The E. turicensis strain 610/05 draft genome sequence was highly clonal with that of strain LMG 23730T (average nucleotide identity of 99.98), as reported by Masood et al. (6). The genome possessed a number of noteworthy features, including six chaperone-usher fimbriae; curli, dulcitol, and malonate utilization; and a type III secretion system gene cluster similar in gene content to those of Pectobacterium carotovorum and Pseudomonas syringae.

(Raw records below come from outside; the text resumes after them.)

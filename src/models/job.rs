//! Job descriptors carried by the durable queue

use serde::{Deserialize, Serialize};

use super::{Tier, TriggerSource};

/// A queued unit of backup work
///
/// Jobs reference an already-created pending attempt; everything else a
/// worker needs (credentials, policy) is re-resolved at execution time
/// rather than trusted from the message.
#[derive(Debug, Clone, Serialize, Deserialize)]
pub struct BackupJob {
    /// Queue row id
    pub id: i64,

    /// The pending attempt this job executes
    pub attempt_id: String,

    /// Target to back up
    pub target_id: String,

    /// Tier the attempt is tagged with
    pub tier: Tier,

    /// What created the attempt
    pub trigger: TriggerSource,

    /// How many times this job has been delivered (1 on first delivery)
    pub delivery_count: i64,
}
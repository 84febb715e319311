//! Retention enforcer
//!
//! Prunes completed attempts beyond each tier's keep count, newest first.
//! Deletion is object-first: when the object delete fails the record is kept
//! so the next sweep retries, and a record never outlives knowledge of its
//! artifact. Every failure is logged and the sweep continues; one target can
//! never abort enforcement for the rest.

use std::sync::Arc;
use std::time::Duration;

use tracing::{debug, error, info, warn};

use crate::error::Result;
use crate::models::Tier;
use crate::repositories::{AttemptRepository, TargetRepository};
use crate::resolver::PolicyResolver;
use crate::shutdown::ShutdownCoordinator;
use crate::storage::ObjectStore;

/// Outcome of one retention sweep
#[derive(Debug, Clone, Copy, Default, PartialEq, Eq)]
pub struct SweepSummary {
    /// Targets whose tiers were enforced
    pub targets_swept: usize,
    /// Attempt records pruned (object and record both removed)
    pub pruned: usize,
    /// Object or record deletions that failed and were deferred
    pub failures: usize,
}

/// Enforces per-tier keep counts over completed attempts
#[derive(Clone)]
pub struct RetentionEnforcer {
    targets: TargetRepository,
    attempts: AttemptRepository,
    resolver: Arc<PolicyResolver>,
    store: Arc<dyn ObjectStore>,
}

impl RetentionEnforcer {
    pub fn new(
        targets: TargetRepository,
        attempts: AttemptRepository,
        resolver: Arc<PolicyResolver>,
        store: Arc<dyn ObjectStore>,
    ) -> Self {
        Self {
            targets,
            attempts,
            resolver,
            store,
        }
    }

    /// Enforce every enabled target's active tiers
    ///
    /// A disabled tier or a keep count of zero stops new backups; it does not
    /// mass-delete existing history, so such tiers are skipped here.
    pub async fn enforce_all(&self) -> Result<SweepSummary> {
        let targets = self.targets.list_enabled().await?;
        let mut summary = SweepSummary::default();

        for target in &targets {
            let policy = match self.resolver.resolve_policy(target).await {
                Ok(resolved) => resolved.value,
                Err(e) => {
                    warn!(
                        target_id = %target.id,
                        error = %e,
                        "Skipping retention for unresolvable target"
                    );
                    summary.failures += 1;
                    continue;
                }
            };

            summary.targets_swept += 1;
            for (tier, config) in policy.active_tiers() {
                match self.enforce_pair(&target.id, tier, config.keep_count).await {
                    Ok((pruned, failures)) => {
                        summary.pruned += pruned;
                        summary.failures += failures;
                    }
                    Err(e) => {
                        warn!(
                            target_id = %target.id,
                            tier = %tier,
                            error = %e,
                            "Retention enforcement failed for tier"
                        );
                        summary.failures += 1;
                    }
                }
            }
        }

        info!(
            targets = summary.targets_swept,
            pruned = summary.pruned,
            failures = summary.failures,
            "Retention sweep complete"
        );
        Ok(summary)
    }

    /// Prune one (target, tier) pair down to its keep count
    ///
    /// Returns (pruned, deferred failures).
    pub async fn enforce_pair(
        &self,
        target_id: &str,
        tier: Tier,
        keep_count: u32,
    ) -> Result<(usize, usize)> {
        let completed = self.attempts.completed_for_pair(target_id, tier).await?;
        let mut pruned = 0;
        let mut failures = 0;

        for attempt in completed.iter().skip(keep_count as usize) {
            if let Some(key) = &attempt.artifact_key {
                if let Err(e) = self.store.delete(key).await {
                    // Keep the record so the next sweep retries; the key is
                    // logged for external reconciliation.
                    warn!(
                        attempt_id = %attempt.id,
                        key = %key,
                        error = %e,
                        "Artifact delete failed, keeping record for retry"
                    );
                    failures += 1;
                    continue;
                }
            }

            match self.attempts.delete(&attempt.id).await {
                Ok(()) => {
                    debug!(
                        attempt_id = %attempt.id,
                        target_id,
                        tier = %tier,
                        "Pruned expired backup"
                    );
                    pruned += 1;
                }
                Err(e) => {
                    warn!(attempt_id = %attempt.id, error = %e, "Record delete failed");
                    failures += 1;
                }
            }
        }

        Ok((pruned, failures))
    }

    /// Run the sweep on a fixed interval until shutdown
    pub fn spawn(
        self: Arc<Self>,
        sweep_interval: Duration,
        shutdown: ShutdownCoordinator,
    ) -> tokio::task::JoinHandle<()> {
        tokio::spawn(async move {
            let mut ticker = tokio::time::interval(sweep_interval);
            ticker.set_missed_tick_behavior(tokio::time::MissedTickBehavior::Skip);

            loop {
                tokio::select! {
                    _ = shutdown.wait_for_shutdown() => {
                        info!("Retention sweeper stopping");
                        break;
                    }
                    _ = ticker.tick() => {
                        if let Err(e) = self.enforce_all().await {
                            error!(error = %e, "Retention sweep failed");
                        }
                    }
                }
            }
        })
    }
}

impl std::fmt::Debug for RetentionEnforcer {
    fn fmt(&self, f: &mut std::fmt::Formatter<'_>) -> std::fmt::Result {
        f.debug_struct("RetentionEnforcer").finish()
    }
}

The genome contained two conjugative plasmids, an IncF (tra) plasmid that contains a copper homeostasis operon and an IncN (virB) plasmid similar to that found in Salmonella enteritidis serovar Agona strain SL483. It should be noted that the IncF plasmid was not homologous to the common virulence plasmid reported among Cronobacter spp., which contains a number of genus- and species-specific virulence factors (8).

Nucleotide sequence accession numbers.

The whole-genome shotgun project for E. turicensis strain 610/05 is available in GenBank under accession number AXDM00000000. The corresponding NCBI Biosample record SAM02319257 is subject to taxonomic revision.